▸ Exercise brief: Report how many lines in the data below hold the string "CameraError". Nothing else should appear in the answer.

Segment Open

//! Paced frame source
//!
//! Wraps an opened camera device, enforces the target frame interval, applies
//! mirroring plus the brightness/contrast transform, and rides out transient
//! capture failures by reusing the last good frame. Downstream consumers
//! never see frames faster than the target rate.

use crate::camera::CameraDevice;
use crate::frame::Frame;
use std::time::{Duration, Instant};

/// Contrast gain applied to every captured frame (helps hand detection)
pub const ENHANCE_GAIN: f32 = 1.2;

/// Brightness offset applied to every captured frame
pub const ENHANCE_OFFSET: f32 = 10.0;

/// Backoff after a capture failure with no previous good frame
pub const RETRY_BACKOFF: Duration = Duration::from_millis(100);

/// Result of a paced capture attempt
#[derive(Debug)]
pub enum Capture {
    /// A fresh (or reused-last-good) frame, mirrored and enhanced
    Frame(Frame),
    /// Nothing to hand out yet; the caller should loop and try again
    Retry,
}

/// Paced, self-healing frame source owning the camera device
pub struct FrameSource {
    device: Box<dyn CameraDevice>,
    interval: Duration,
    last_frame_at: Option<Instant>,
    last_good: Option<Frame>,
    mirror: bool,
}

impl FrameSource {
    /// Create a source targeting `fps` frames per second
    pub fn new(device: Box<dyn CameraDevice>, fps: u32) -> Self {
        Self {
            device,
            interval: Duration::from_secs_f64(1.0 / fps.max(1) as f64),
            last_frame_at: None,
            last_good: None,
            mirror: true,
        }
    }

    /// Disable horizontal mirroring (some fixtures pre-mirror)
    pub fn without_mirror(mut self) -> Self {
        self.mirror = false;
        self
    }

    /// Target interval between frames
    pub fn interval(&self) -> Duration {
        self.interval
    }

    /// Capture the next frame, sleeping first if called before the target
    /// interval has elapsed
    pub fn next_frame(&mut self) -> Capture {
        if let Some(last) = self.last_frame_at {
            let since = last.elapsed();
            if since < self.interval {
                std::thread::sleep(self.interval - since);
            }
        }

        let mut frame = match self.device.read_frame() {
            Ok(frame) => {
                self.last_good = Some(frame.clone());
                frame
            }
            Err(e) => match &self.last_good {
                Some(prev) => {
                    log::warn!("capture: read failed ({}), reusing last good frame", e);
                    prev.clone()
                }
                None => {
                    log::warn!("capture: read failed ({}) with no prior frame, backing off", e);
                    std::thread::sleep(RETRY_BACKOFF);
                    return Capture::Retry;
                }
            },
        };
        self.last_frame_at = Some(Instant::now());

        if self.mirror {
            frame.mirror_horizontal();
        }
        frame.enhance(ENHANCE_GAIN, ENHANCE_OFFSET);
        Capture::Frame(frame)
    }
}

#[cfg(test)]
mod tests {
    use super::*;
    use crate::camera::{CameraBackend, CameraError, SyntheticCamera};

    /// Device that fails on every read
    struct DeadCamera;

    impl CameraDevice for DeadCamera {
        fn read_frame(&mut self) -> Result<Frame, CameraError> {
            Err(CameraError::CaptureFailed("dead".into()))
        }
        fn backend(&self) -> CameraBackend {
            CameraBackend::Synthetic
        }
    }

    #[test]
    fn reuses_last_good_frame_on_failure() {
        let cam = SyntheticCamera::new(32, 24).failing_every(2);
        let mut source = FrameSource::new(Box::new(cam), 1000);
        // First read succeeds, second fails and must fall back
        let first = match source.next_frame() {
            Capture::Frame(f) => f,
            Capture::Retry => panic!("first capture should succeed"),
        };
        match source.next_frame() {
            Capture::Frame(second) => {
                assert_eq!((second.width(), second.height()), (first.width(), first.height()));
            }
            Capture::Retry => panic!("fallback frame expected"),
        }
    }

    #[test]
    fn signals_retry_without_prior_frame() {
        let mut source = FrameSource::new(Box::new(DeadCamera), 1000);
        assert!(matches!(source.next_frame(), Capture::Retry));
    }

    #[test]
    fn paces_to_target_interval() {
        let cam = SyntheticCamera::new(8, 8);
        let mut source = FrameSource::new(Box::new(cam), 100); // 10ms interval
        let start = Instant::now();
        let _ = source.next_frame();
        let _ = source.next_frame();
        let _ = source.next_frame();
        // Two paced gaps of ~10ms each
        assert!(start.elapsed() >= Duration::from_millis(18));
    }
}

Segment Closed

▸ Result: 3